I'd get Pulsor, if it wasn't for the fact that I don't have Zebra


----------



## gsilbers (Dec 22, 2016)

PulseSetter said:


> Hi guys,
> 
> My friend Gmo, who goes by gsilbers in this forum, has been asking me to post a video walkthrough of the orchestral demo I did for Pulsor, so here it is!
> 
> ...




Haha yes, I needed to expose Freddy's cubase chops


----------



## brett (Dec 30, 2016)

How long will the introductory price last?


----------



## PulseSetter (Jan 3, 2017)

brett said:


> How long will the introductory price last?


Hi Brett, we plan to keep the introductory price until we release our new patch library for Omnisphere, which hopefully will be ready by the end of the month.


----------



## Sound Response (Jan 10, 2017)

Nice job!


----------



## DynamicK (Jan 11, 2017)

PulseSetter said:


> Hi Brett, we plan to keep the introductory price until we release our new patch library for Omnisphere, which hopefully will be ready by the end of the month.


Will this be a Pulsor for Omni or a completely different patch library?


----------



## PulseSetter (Jan 12, 2017)

DynamicK said:


> Will this be a Pulsor for Omni or a completely different patch library?


That will be a completely different library.


----------



## Potter (Jan 12, 2017)

Will it be similar in style?


----------



## PulseSetter (Jan 13, 2017)

Potter said:


> Will it be similar in style?


Yes, it will have a similar approach.


----------



## PulseSetter (Feb 2, 2017)

Hi everybody and thanks for all the support and feedback! 

This has inspired us to start thinking about Pulsor II, so feedback is always welcomed!

FYI: Pulsor is still available at introductory price until we release our next product "Disruptor" for Omnisphere.

Cheers!


----------



## PulseSetter (Feb 6, 2017)

We are honored that Pulsor is been used in League of Legends.

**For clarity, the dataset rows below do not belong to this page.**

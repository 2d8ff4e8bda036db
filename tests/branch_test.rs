//! Tests for the conditional branch instructions
//! (BCC, BCS, BEQ, BNE, BMI, BPL, BVC, BVS).
//!
//! Covers taken and not-taken paths, forward and backward offsets, and the
//! cycle timing: 2 not taken, 3 taken same-page, 4 taken cross-page.

use core6502::{FlatMemory, MemoryBus, CPU};

/// Helper to create a CPU with the program origin at 0x8000.
fn setup_cpu() -> CPU<FlatMemory> {
    let mut cpu = CPU::new(FlatMemory::new());
    cpu.set_pc(0x8000);
    cpu
}

// ========== Not-Taken Tests ==========

#[test]
fn test_beq_not_taken() {
    let mut cpu = setup_cpu();

    // BEQ +$10 with Z clear
    cpu.memory_mut().write(0x8000, 0xF0);
    cpu.memory_mut().write(0x8001, 0x10);

    cpu.step();

    assert_eq!(cpu.pc(), 0x8002); // falls through
    assert_eq!(cpu.cycles(), 2);
}

#[test]
fn test_bcs_not_taken() {
    let mut cpu = setup_cpu();

    // BCS +$05 with C clear
    cpu.memory_mut().write(0x8000, 0xB0);
    cpu.memory_mut().write(0x8001, 0x05);

    cpu.step();

    assert_eq!(cpu.pc(), 0x8002);
    assert_eq!(cpu.cycles(), 2);
}

// ========== Taken, Same Page ==========

#[test]
fn test_beq_taken_forward() {
    let mut cpu = setup_cpu();
    cpu.set_flag_z(true);

    // BEQ +$10: target = 0x8002 + 0x10 = 0x8012
    cpu.memory_mut().write(0x8000, 0xF0);
    cpu.memory_mut().write(0x8001, 0x10);

    cpu.step();

    assert_eq!(cpu.pc(), 0x8012);
    assert_eq!(cpu.cycles(), 3); // 2 + 1 taken
}

#[test]
fn test_bne_taken_backward() {
    let mut cpu = setup_cpu();
    cpu.set_pc(0x8010);

    // BNE -$10 (0xF0): target = 0x8012 - 0x10 = 0x8002
    cpu.memory_mut().write(0x8010, 0xD0);
    cpu.memory_mut().write(0x8011, 0xF0);

    cpu.step();

    assert_eq!(cpu.pc(), 0x8002);
    assert_eq!(cpu.cycles(), 3);
}

#[test]
fn test_bcc_taken() {
    let mut cpu = setup_cpu();

    // BCC +$02 with C clear
    cpu.memory_mut().write(0x8000, 0x90);
    cpu.memory_mut().write(0x8001, 0x02);

    cpu.step();

    assert_eq!(cpu.pc(), 0x8004);
    assert_eq!(cpu.cycles(), 3);
}

#[test]
fn test_bmi_taken_when_negative() {
    let mut cpu = setup_cpu();
    cpu.set_flag_n(true);

    // BMI +$04
    cpu.memory_mut().write(0x8000, 0x30);
    cpu.memory_mut().write(0x8001, 0x04);

    cpu.step();

    assert_eq!(cpu.pc(), 0x8006);
    assert_eq!(cpu.cycles(), 3);
}

#[test]
fn test_bpl_taken_when_positive() {
    let mut cpu = setup_cpu();

    // BPL +$04 with N clear
    cpu.memory_mut().write(0x8000, 0x10);
    cpu.memory_mut().write(0x8001, 0x04);

    cpu.step();

    assert_eq!(cpu.pc(), 0x8006);
    assert_eq!(cpu.cycles(), 3);
}

#[test]
fn test_bvs_taken_when_overflow() {
    let mut cpu = setup_cpu();
    cpu.set_flag_v(true);

    // BVS +$02
    cpu.memory_mut().write(0x8000, 0x70);
    cpu.memory_mut().write(0x8001, 0x02);

    cpu.step();

    assert_eq!(cpu.pc(), 0x8004);
    assert_eq!(cpu.cycles(), 3);
}

#[test]
fn test_bvc_taken_when_no_overflow() {
    let mut cpu = setup_cpu();

    // BVC +$02 with V clear
    cpu.memory_mut().write(0x8000, 0x50);
    cpu.memory_mut().write(0x8001, 0x02);

    cpu.step();

    assert_eq!(cpu.pc(), 0x8004);
    assert_eq!(cpu.cycles(), 3);
}

// ========== Taken, Cross Page ==========

#[test]
fn test_branch_taken_cross_page_forward() {
    let mut cpu = setup_cpu();
    cpu.set_pc(0x80F0);
    cpu.set_flag_z(true);

    // BEQ +$20: base 0x80F2, target 0x8112 on the next page
    cpu.memory_mut().write(0x80F0, 0xF0);
    cpu.memory_mut().write(0x80F1, 0x20);

    cpu.step();

    assert_eq!(cpu.pc(), 0x8112);
    assert_eq!(cpu.cycles(), 4); // 2 + 1 taken + 1 page change
}

#[test]
fn test_branch_taken_cross_page_backward() {
    let mut cpu = setup_cpu();
    cpu.set_pc(0x8000);
    cpu.set_flag_c(true);

    // BCS -$10: base 0x8002, target 0x7FF2 on the previous page
    cpu.memory_mut().write(0x8000, 0xB0);
    cpu.memory_mut().write(0x8001, 0xF0);

    cpu.step();

    assert_eq!(cpu.pc(), 0x7FF2);
    assert_eq!(cpu.cycles(), 4);
}

// ========== Flag Preservation ==========

#[test]
fn test_branch_preserves_flags() {
    let mut cpu = setup_cpu();
    cpu.set_status(0b1100_0011);

    // BNE not taken (Z is set in that mask)
    cpu.memory_mut().write(0x8000, 0xD0);
    cpu.memory_mut().write(0x8001, 0x10);

    cpu.step();

    assert_eq!(cpu.status(), 0b1100_0011);
}
//! # ALU (Arithmetic Logic Unit) Instructions
//!
//! This module implements arithmetic and logical operations:
//! - ADC: Add with Carry
//! - SBC: Subtract with Carry
//! - AND / ORA / EOR: Bitwise logic on the accumulator
//! - BIT: Bit test against memory
//! - CMP / CPX / CPY: Register comparisons
//!
//! ADC and SBC share one binary adder; SBC feeds it the one's complement
//! of the operand so the carry flag acts as the inverted borrow. Decimal
//! mode is tracked in the status register but never alters the arithmetic.

use crate::{MemoryBus, CPU, OPCODE_TABLE};

/// Adds `value` plus carry into the accumulator and updates C, Z, N and V.
///
/// Overflow uses the signed rule: both inputs share a sign and the result's
/// sign differs, detected as `(a ^ result) & (value ^ result) & 0x80`.
fn add_with_carry<M: MemoryBus>(cpu: &mut CPU<M>, value: u8) {
    let a = cpu.a;
    let carry_in: u16 = if cpu.status.carry { 1 } else { 0 };

    let result16 = a as u16 + value as u16 + carry_in;
    let result = result16 as u8;

    // Carry: the 9-bit intermediate overflowed a byte
    cpu.status.carry = result16 > 0xFF;
    cpu.status.overflow = ((a ^ result) & (value ^ result) & 0x80) != 0;
    cpu.update_zero_and_negative(result);

    cpu.a = result;
}

/// Executes the ADC (Add with Carry) instruction.
///
/// Adds the operand plus the carry flag to the accumulator.
///
/// # Flag Behavior
///
/// - Carry (C): Set if the unsigned sum exceeds 0xFF
/// - Zero (Z): Set if the result is 0
/// - Negative (N): Set if bit 7 of the result is set
/// - Overflow (V): Set on signed overflow
pub(crate) fn execute_adc<M: MemoryBus>(cpu: &mut CPU<M>, opcode: u8) {
    let metadata = &OPCODE_TABLE[opcode as usize];

    let (value, page_crossed) = cpu.operand_value(metadata.addressing_mode);
    add_with_carry(cpu, value);

    let mut cycles = metadata.base_cycles as u64;
    if page_crossed {
        cycles += 1;
    }
    cpu.cycles += cycles;

    cpu.pc = cpu.pc.wrapping_add(metadata.size_bytes as u16);
}

/// Executes the SBC (Subtract with Carry) instruction.
///
/// Subtracts the operand and the inverted carry (borrow) from the
/// accumulator: `A = A - value - (1 - C)`. Implemented by adding the one's
/// complement of the operand, which yields the same flag behavior as ADC.
pub(crate) fn execute_sbc<M: MemoryBus>(cpu: &mut CPU<M>, opcode: u8) {
    let metadata = &OPCODE_TABLE[opcode as usize];

    let (value, page_crossed) = cpu.operand_value(metadata.addressing_mode);
    add_with_carry(cpu, value ^ 0xFF);

    let mut cycles = metadata.base_cycles as u64;
    if page_crossed {
        cycles += 1;
    }
    cpu.cycles += cycles;

    cpu.pc = cpu.pc.wrapping_add(metadata.size_bytes as u16);
}

/// Executes the AND (Logical AND) instruction.
///
/// Bitwise AND between the accumulator and the operand. Updates Z and N.
pub(crate) fn execute_and<M: MemoryBus>(cpu: &mut CPU<M>, opcode: u8) {
    let metadata = &OPCODE_TABLE[opcode as usize];

    let (value, page_crossed) = cpu.operand_value(metadata.addressing_mode);

    let result = cpu.a & value;
    cpu.a = result;
    cpu.update_zero_and_negative(result);

    let mut cycles = metadata.base_cycles as u64;
    if page_crossed {
        cycles += 1;
    }
    cpu.cycles += cycles;

    cpu.pc = cpu.pc.wrapping_add(metadata.size_bytes as u16);
}

/// Executes the ORA (Logical Inclusive OR) instruction.
///
/// Bitwise OR between the accumulator and the operand. Updates Z and N.
pub(crate) fn execute_ora<M: MemoryBus>(cpu: &mut CPU<M>, opcode: u8) {
    let metadata = &OPCODE_TABLE[opcode as usize];

    let (value, page_crossed) = cpu.operand_value(metadata.addressing_mode);

    let result = cpu.a | value;
    cpu.a = result;
    cpu.update_zero_and_negative(result);

    let mut cycles = metadata.base_cycles as u64;
    if page_crossed {
        cycles += 1;
    }
    cpu.cycles += cycles;

    cpu.pc = cpu.pc.wrapping_add(metadata.size_bytes as u16);
}

/// Executes the EOR (Exclusive OR) instruction.
///
/// Bitwise XOR between the accumulator and the operand. Updates Z and N.
pub(crate) fn execute_eor<M: MemoryBus>(cpu: &mut CPU<M>, opcode: u8) {
    let metadata = &OPCODE_TABLE[opcode as usize];

    let (value, page_crossed) = cpu.operand_value(metadata.addressing_mode);

    let result = cpu.a ^ value;
    cpu.a = result;
    cpu.update_zero_and_negative(result);

    let mut cycles = metadata.base_cycles as u64;
    if page_crossed {
        cycles += 1;
    }
    cpu.cycles += cycles;

    cpu.pc = cpu.pc.wrapping_add(metadata.size_bytes as u16);
}

/// Executes the BIT (Bit Test) instruction.
///
/// Tests accumulator bits against a memory operand without modifying
/// either.
///
/// # Flag Behavior
///
/// - Zero (Z): Set if (A AND operand) == 0
/// - Negative (N): copied from bit 7 of the *memory operand*
/// - Overflow (V): copied from bit 6 of the *memory operand*
pub(crate) fn execute_bit<M: MemoryBus>(cpu: &mut CPU<M>, opcode: u8) {
    let metadata = &OPCODE_TABLE[opcode as usize];

    let (value, _) = cpu.operand_value(metadata.addressing_mode);

    cpu.status.zero = (cpu.a & value) == 0;
    cpu.status.negative = (value & 0x80) != 0;
    cpu.status.overflow = (value & 0x40) != 0;

    cpu.cycles += metadata.base_cycles as u64;
    cpu.pc = cpu.pc.wrapping_add(metadata.size_bytes as u16);
}

/// Compares a register against the operand: C = (register >= operand),
/// Z = (register == operand), N = bit 7 of the difference. The register
/// itself is unchanged.
fn compare<M: MemoryBus>(cpu: &mut CPU<M>, register: u8, opcode: u8) {
    let metadata = &OPCODE_TABLE[opcode as usize];

    let (value, page_crossed) = cpu.operand_value(metadata.addressing_mode);
    let result = register.wrapping_sub(value);

    cpu.status.carry = register >= value;
    cpu.status.zero = register == value;
    cpu.status.negative = (result & 0x80) != 0;

    let mut cycles = metadata.base_cycles as u64;
    if page_crossed {
        cycles += 1;
    }
    cpu.cycles += cycles;

    cpu.pc = cpu.pc.wrapping_add(metadata.size_bytes as u16);
}

/// Executes the CMP (Compare Accumulator) instruction.
pub(crate) fn execute_cmp<M: MemoryBus>(cpu: &mut CPU<M>, opcode: u8) {
    compare(cpu, cpu.a, opcode);
}

/// Executes the CPX (Compare X Register) instruction.
pub(crate) fn execute_cpx<M: MemoryBus>(cpu: &mut CPU<M>, opcode: u8) {
    compare(cpu, cpu.x, opcode);
}

/// Executes the CPY (Compare Y Register) instruction.
pub(crate) fn execute_cpy<M: MemoryBus>(cpu: &mut CPU<M>, opcode: u8) {
    compare(cpu, cpu.y, opcode);
}
//! # Processor Status Register
//!
//! This module defines the `Status` value type: the seven 6502 status flags
//! plus the reserved bit, individually addressable as booleans and jointly
//! convertible to/from the packed NV-BDIZC byte required by PHP, PLP, BRK
//! and RTI.
//!
//! The packed layout is:
//!
//! | Bit | Flag |
//! |-----|------|
//! | 7   | N (Negative) |
//! | 6   | V (Overflow) |
//! | 5   | reserved/unused |
//! | 4   | B (Break) |
//! | 3   | D (Decimal mode) |
//! | 2   | I (Interrupt disable) |
//! | 1   | Z (Zero) |
//! | 0   | C (Carry) |
//!
//! The flags are stored as plain `bool` fields rather than a bitfield so the
//! layout is explicit and portable; packing only happens in `to_byte`.

/// 6502 processor status flags.
///
/// Each flag is an independent boolean. The whole register round-trips
/// through a single packed byte via [`Status::to_byte`] and
/// [`Status::from_byte`].
///
/// # Examples
///
/// ```
/// use core6502::Status;
///
/// let mut status = Status::new();
/// status.carry = true;
/// status.negative = true;
/// assert_eq!(status.to_byte(), 0b1000_0001);
///
/// let restored = Status::from_byte(0b1000_0001);
/// assert_eq!(restored, status);
/// ```
#[derive(Debug, Clone, Copy, PartialEq, Eq, Default)]
pub struct Status {
    /// Carry flag (bit 0): set on unsigned overflow/no-borrow.
    pub carry: bool,

    /// Zero flag (bit 1): set if the result of the last operation was zero.
    pub zero: bool,

    /// Interrupt disable flag (bit 2).
    pub interrupt_disable: bool,

    /// Decimal mode flag (bit 3). Tracked but never alters arithmetic.
    pub decimal: bool,

    /// Break flag (bit 4): set by BRK, cleared by RTI.
    pub break_command: bool,

    /// Reserved bit (bit 5). No architectural meaning; round-trips through
    /// the packed byte so PHP/PLP preserve whatever a program stored there.
    pub unused: bool,

    /// Overflow flag (bit 6): set on signed overflow.
    pub overflow: bool,

    /// Negative flag (bit 7): mirrors bit 7 of the last result.
    pub negative: bool,
}

impl Status {
    /// Creates a status register with every flag (including the reserved
    /// bit) cleared, matching the post-reset state.
    pub fn new() -> Self {
        Self::default()
    }

    /// Packs the flags into a single NV-BDIZC byte.
    pub fn to_byte(self) -> u8 {
        let mut byte = 0u8;
        if self.carry {
            byte |= 0b0000_0001;
        }
        if self.zero {
            byte |= 0b0000_0010;
        }
        if self.interrupt_disable {
            byte |= 0b0000_0100;
        }
        if self.decimal {
            byte |= 0b0000_1000;
        }
        if self.break_command {
            byte |= 0b0001_0000;
        }
        if self.unused {
            byte |= 0b0010_0000;
        }
        if self.overflow {
            byte |= 0b0100_0000;
        }
        if self.negative {
            byte |= 0b1000_0000;
        }
        byte
    }

    /// Unpacks an NV-BDIZC byte into individual flags.
    pub fn from_byte(byte: u8) -> Self {
        Self {
            carry: byte & 0b0000_0001 != 0,
            zero: byte & 0b0000_0010 != 0,
            interrupt_disable: byte & 0b0000_0100 != 0,
            decimal: byte & 0b0000_1000 != 0,
            break_command: byte & 0b0001_0000 != 0,
            unused: byte & 0b0010_0000 != 0,
            overflow: byte & 0b0100_0000 != 0,
            negative: byte & 0b1000_0000 != 0,
        }
    }
}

Check out http://www.eb-music.net/ (Edouard Brenneisen's) cool music featuring some of the patches:


----------



## PulseSetter (Feb 12, 2017)

Hi guys,

Here's a walkthrough about "Dark Pulse" from Pulsor. Hopefully you'll get an idea about making a similar patch in Zebra2.

Cheers!


----------



## Jaap (Feb 14, 2017)

Awesome product and looks very usefull and flexible! Normally I am not a preset guy, but this will probably save my day on some tight deadlines I am facing now and I find the sounds so far very inspiring and I love that you created stems for each patches!


----------



## PulseSetter (Feb 16, 2017)

Jaap said:


> Awesome product and looks very usefull and flexible! Normally I am not a preset guy, but this will probably save my day on some tight deadlines I am facing now and I find the sounds so far very inspiring and I love that you created stems for each patches!


Thank you for the kind words Jaap!


----------



## jemu999 (Feb 16, 2017)

I bought it. Just used a few patches in a cue. Worth the price!


----------



## synthnut1 (Feb 20, 2017)

This library put me over the edge ...I've waited long enough to get Zebra2 ......


----------



## PulseSetter (Feb 23, 2017)

Glad to hear that guys!


----------



## PulseSetter (Apr 11, 2017)

Hi everybody,

We just wanted to let you know that the introductory price will expire in one week as we are getting ready to release a brand new library for Omnisphere.

Thanks for all the support!


----------



## sostenuto (Apr 11, 2017)

PulseSetter said:


> Hi everybody,
> 
> We just wanted to let you know that the introductory price will expire in one week as we are getting ready to release a brand new library for Omnisphere.
> 
> Thanks for all the support!


 
Ya mean something similar for Omni2 coming?? Luv Omni2 and no Zebra2 ... yet


----------



## PulseSetter (Apr 12, 2017)

sostenuto said:


> Ya mean something similar for Omni2 coming?? Luv Omni2 and no Zebra2 ... yet


It's a different kind of library, but it will also feature a lot of pulses plus several other instruments.


----------



## PulseSetter (Apr 19, 2017)

Hi everybody, 

Today is the last day with the discounted price.

Cheers!


----------



## Malbec78 (May 6, 2017)

Hi Guys,

I´ve been watching the videos and listening to your demos in Soundcloud. There are pretty nice pulsing synth sounds on Pulsor guys. Congrtas!.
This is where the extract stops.